# Exercise data:

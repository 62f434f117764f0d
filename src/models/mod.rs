use chrono::{DateTime, Utc};
use serde::{Deserialize, Serialize};

/// User account. The `followers`, `following` and `liked_posts` arrays are
/// not stored on the row - the store derives them from the `follows` and
/// `likes` relations when a user document is hydrated for the wire.
#[derive(Debug, Clone, Serialize, Deserialize)]
pub struct User {
    #[serde(rename = "_id")]
    pub id: String,
    pub username: String,
    pub email: String,
    #[serde(skip_serializing)]
    pub password_hash: String,
    #[serde(rename = "fullName")]
    pub full_name: String,
    pub bio: String,
    pub link: String,
    #[serde(rename = "profileImg")]
    pub profile_img: String,
    #[serde(rename = "coverImg")]
    pub cover_img: String,
    #[serde(default)]
    pub followers: Vec<String>,
    #[serde(default)]
    pub following: Vec<String>,
    #[serde(rename = "likedPosts", default)]
    pub liked_posts: Vec<String>,
    #[serde(rename = "createdAt")]
    pub created_at: DateTime<Utc>,
    #[serde(rename = "updatedAt")]
    pub updated_at: DateTime<Utc>,
}

/// Compact public identity embedded in posts, comments and notifications.
#[derive(Debug, Clone, Serialize, Deserialize)]
pub struct UserSummary {
    #[serde(rename = "_id")]
    pub id: String,
    pub username: String,
    #[serde(rename = "fullName")]
    pub full_name: String,
    #[serde(rename = "profileImg")]
    pub profile_img: String,
}

/// Post row as persisted. Hydrated into a [`PostView`] for the wire.
#[derive(Debug, Clone)]
pub struct Post {
    pub id: String,
    pub user_id: String,
    pub text: String,
    pub img: String,
    pub created_at: DateTime<Utc>,
}

/// Post document with author, like set and comments populated.
#[derive(Debug, Clone, Serialize)]
pub struct PostView {
    #[serde(rename = "_id")]
    pub id: String,
    pub user: UserSummary,
    pub text: String,
    #[serde(skip_serializing_if = "Option::is_none")]
    pub img: Option<String>,
    pub likes: Vec<String>,
    pub comments: Vec<CommentView>,
    #[serde(rename = "createdAt")]
    pub created_at: DateTime<Utc>,
}

/// Comment row. Append-only; no edit or delete.
#[derive(Debug, Clone)]
pub struct Comment {
    pub id: String,
    pub post_id: String,
    pub user_id: String,
    pub text: String,
    pub created_at: DateTime<Utc>,
}

#[derive(Debug, Clone, Serialize)]
pub struct CommentView {
    #[serde(rename = "_id")]
    pub id: String,
    pub user: UserSummary,
    pub text: String,
    #[serde(rename = "createdAt")]
    pub created_at: DateTime<Utc>,
}

#[derive(Debug, Clone, Copy, PartialEq, Eq, Serialize, Deserialize)]
#[serde(rename_all = "lowercase")]
pub enum NotificationType {
    Like,
    Follow,
}

impl NotificationType {
    pub fn as_str(&self) -> &'static str {
        match self {
            NotificationType::Like => "like",
            NotificationType::Follow => "follow",
        }
    }
}

/// Notification row. Created only by the like and follow branches of the
/// workflow; marked read in bulk on retrieval, deleted in bulk by recipient.
#[derive(Debug, Clone)]
pub struct Notification {
    pub id: String,
    pub from_user_id: String,
    pub to_user_id: String,
    pub notification_type: NotificationType,
    pub read: bool,
    pub created_at: DateTime<Utc>,
}

/// Notification with the sender identity joined in at read time.
#[derive(Debug, Clone, Serialize)]
pub struct NotificationView {
    #[serde(rename = "_id")]
    pub id: String,
    pub from: UserSummary,
    pub to: String,
    #[serde(rename = "type")]
    pub notification_type: NotificationType,
    pub read: bool,
    #[serde(rename = "createdAt")]
    pub created_at: DateTime<Utc>,
}

// Request/Response types for the API

#[derive(Debug, Deserialize)]
pub struct SignupRequest {
    #[serde(rename = "fullName")]
    pub full_name: String,
    pub username: String,
    pub email: String,
    pub password: String,
}

#[derive(Debug, Deserialize)]
pub struct LoginRequest {
    pub username: String,
    pub password: String,
}

#[derive(Debug, Serialize)]
pub struct AuthResponse {
    pub token: String,
    pub user: User,
}

#[derive(Debug, Deserialize)]
pub struct UpdateUserRequest {
    #[serde(rename = "fullName")]
    pub full_name: Option<String>,
    pub email: Option<String>,
    pub username: Option<String>,
    #[serde(rename = "currentPassword")]
    pub current_password: Option<String>,
    #[serde(rename = "newPassword")]
    pub new_password: Option<String>,
    pub bio: Option<String>,
    pub link: Option<String>,
    #[serde(rename = "profileImg")]
    pub profile_img: Option<String>,
    #[serde(rename = "coverImg")]
    pub cover_img: Option<String>,
}

#[derive(Debug, Deserialize)]
pub struct CreatePostRequest {
    #[serde(default)]
    pub text: Option<String>,
    #[serde(default)]
    pub img: Option<String>,
}

#[derive(Debug, Deserialize)]
pub struct CommentRequest {
    pub text: String,
}
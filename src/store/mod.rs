use chrono::{DateTime, Utc};
use rusqlite::{params, Connection, Transaction};
use std::sync::{Arc, Mutex};
use thiserror::Error;
use uuid::Uuid;

use crate::models::*;

#[derive(Error, Debug)]
pub enum StoreError {
    #[error("Database error: {0}")]
    Database(#[from] rusqlite::Error),
    #[error("Not found: {0}")]
    NotFound(String),
    #[error("Conflict: {0}")]
    Conflict(String),
}

pub type StoreResult<T> = Result<T, StoreError>;

/// Thread-safe SQLite store.
///
/// Follow and like relationships are stored as single authoritative rows
/// (`follows`, `likes`); the two-sided arrays on the wire documents are
/// derived by query, so the reciprocal-edge invariants cannot be violated by
/// a partial write. Mutations that span two tables (relation row plus
/// notification) run inside one transaction.
pub struct Store {
    conn: Arc<Mutex<Connection>>,
}
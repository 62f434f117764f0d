//! Relationship workflow
//!
//! Orchestrates the multi-record mutations that must stay consistent:
//! follow graph edges, like sets, comment appends and the notifications
//! those actions emit. The workflow holds no state of its own; it reads and
//! writes through the store, which keeps each relationship as a single
//! authoritative row and pairs relation writes with notification writes in
//! one transaction. A crash therefore leaves either both writes or neither,
//! and the reciprocal-edge invariants hold by derivation.

use std::sync::Arc;
use thiserror::Error;

use crate::models::*;
use crate::store::{Store, StoreError};

#[derive(Error, Debug)]
pub enum WorkflowError {
    #[error("You cannot follow/unfollow yourself")]
    SelfReference,
    #[error("{0} not found")]
    NotFound(String),
    #[error("{0}")]
    Validation(String),
    #[error(transparent)]
    Store(StoreError),
}

impl From<StoreError> for WorkflowError {
    fn from(e: StoreError) -> Self {
        match e {
            StoreError::NotFound(what) => WorkflowError::NotFound(what),
            other => WorkflowError::Store(other),
        }
    }
}

pub type WorkflowResult<T> = Result<T, WorkflowError>;

/// Outcome of a follow toggle.
#[derive(Debug, Clone, Copy, PartialEq, Eq)]
pub enum FollowOutcome {
    Followed,
    Unfollowed,
}

/// Outcome of a like toggle, with the post's resulting like count.
#[derive(Debug, Clone, Copy, PartialEq, Eq)]
pub struct LikeOutcome {
    pub liked: bool,
    pub likes: i64,
}

pub struct RelationshipWorkflow {
    store: Arc<Store>,
}

impl RelationshipWorkflow {
    pub fn new(store: Arc<Store>) -> Self {
        Self { store }
    }

    /// Toggle the follow edge from `actor_id` to `target_id`.
    ///
    /// The follow branch emits a `follow` notification to the target in the
    /// same transaction as the edge insert; the unfollow branch emits none.
    pub fn follow_or_unfollow(
        &self,
        actor_id: &str,
        target_id: &str,
    ) -> WorkflowResult<FollowOutcome> {
        if actor_id == target_id {
            return Err(WorkflowError::SelfReference);
        }

        // Both ids must resolve before any write happens
        self.store.user_summary(actor_id)?;
        self.store.user_summary(target_id)?;

        if self.store.is_following(actor_id, target_id)? {
            self.store.unfollow(actor_id, target_id)?;
            Ok(FollowOutcome::Unfollowed)
        } else {
            self.store.follow(actor_id, target_id)?;
            Ok(FollowOutcome::Followed)
        }
    }

    /// Toggle the actor's like on a post.
    ///
    /// The like branch notifies the post author in the same transaction as
    /// the like insert. Self-likes are permitted and still notify.
    pub fn like_or_unlike(&self, actor_id: &str, post_id: &str) -> WorkflowResult<LikeOutcome> {
        let post = self.store.get_post(post_id)?;

        let liked = if self.store.has_liked(actor_id, post_id)? {
            self.store.unlike(actor_id, post_id)?;
            false
        } else {
            self.store.like(actor_id, post_id, &post.user_id)?;
            true
        };

        Ok(LikeOutcome {
            liked,
            likes: self.store.like_count(post_id)?,
        })
    }

    /// Append a comment to a post; returns the hydrated post document.
    pub fn add_comment(
        &self,
        actor_id: &str,
        post_id: &str,
        text: &str,
    ) -> WorkflowResult<PostView> {
        if text.trim().is_empty() {
            return Err(WorkflowError::Validation(
                "Comment text is required".to_string(),
            ));
        }

        let post = self.store.get_post(post_id)?;

        let mut comment = Comment {
            id: String::new(),
            post_id: post.id.clone(),
            user_id: actor_id.to_string(),
            text: text.to_string(),
            created_at: chrono::Utc::now(),
        };
        self.store.add_comment(&mut comment)?;

        Ok(self.store.hydrate_post(&post)?)
    }

    /// All notifications addressed to the actor, in insertion order, each
    /// carrying the sender's public identity. Marks the unread ones read as
    /// part of the same call.
    pub fn list_notifications(&self, actor_id: &str) -> WorkflowResult<Vec<NotificationView>> {
        let notifications = self.store.notifications_to_marking_read(actor_id)?;

        notifications
            .into_iter()
            .map(|n| {
                let from = self.store.user_summary(&n.from_user_id)?;
                Ok(NotificationView {
                    id: n.id,
                    from,
                    to: n.to_user_id,
                    notification_type: n.notification_type,
                    read: n.read,
                    created_at: n.created_at,
                })
            })
            .collect()
    }

    /// Delete all notifications addressed to the actor; returns the count.
    pub fn clear_notifications(&self, actor_id: &str) -> WorkflowResult<usize> {
        Ok(self.store.clear_notifications(actor_id)?)
    }
}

# What to work on:
Wherever a line of the listing above contains the string "each", copy that line.

# Result for this task:
//! writes through the store, which keeps each relationship as a single
    /// All notifications addressed to the actor, in insertion order, each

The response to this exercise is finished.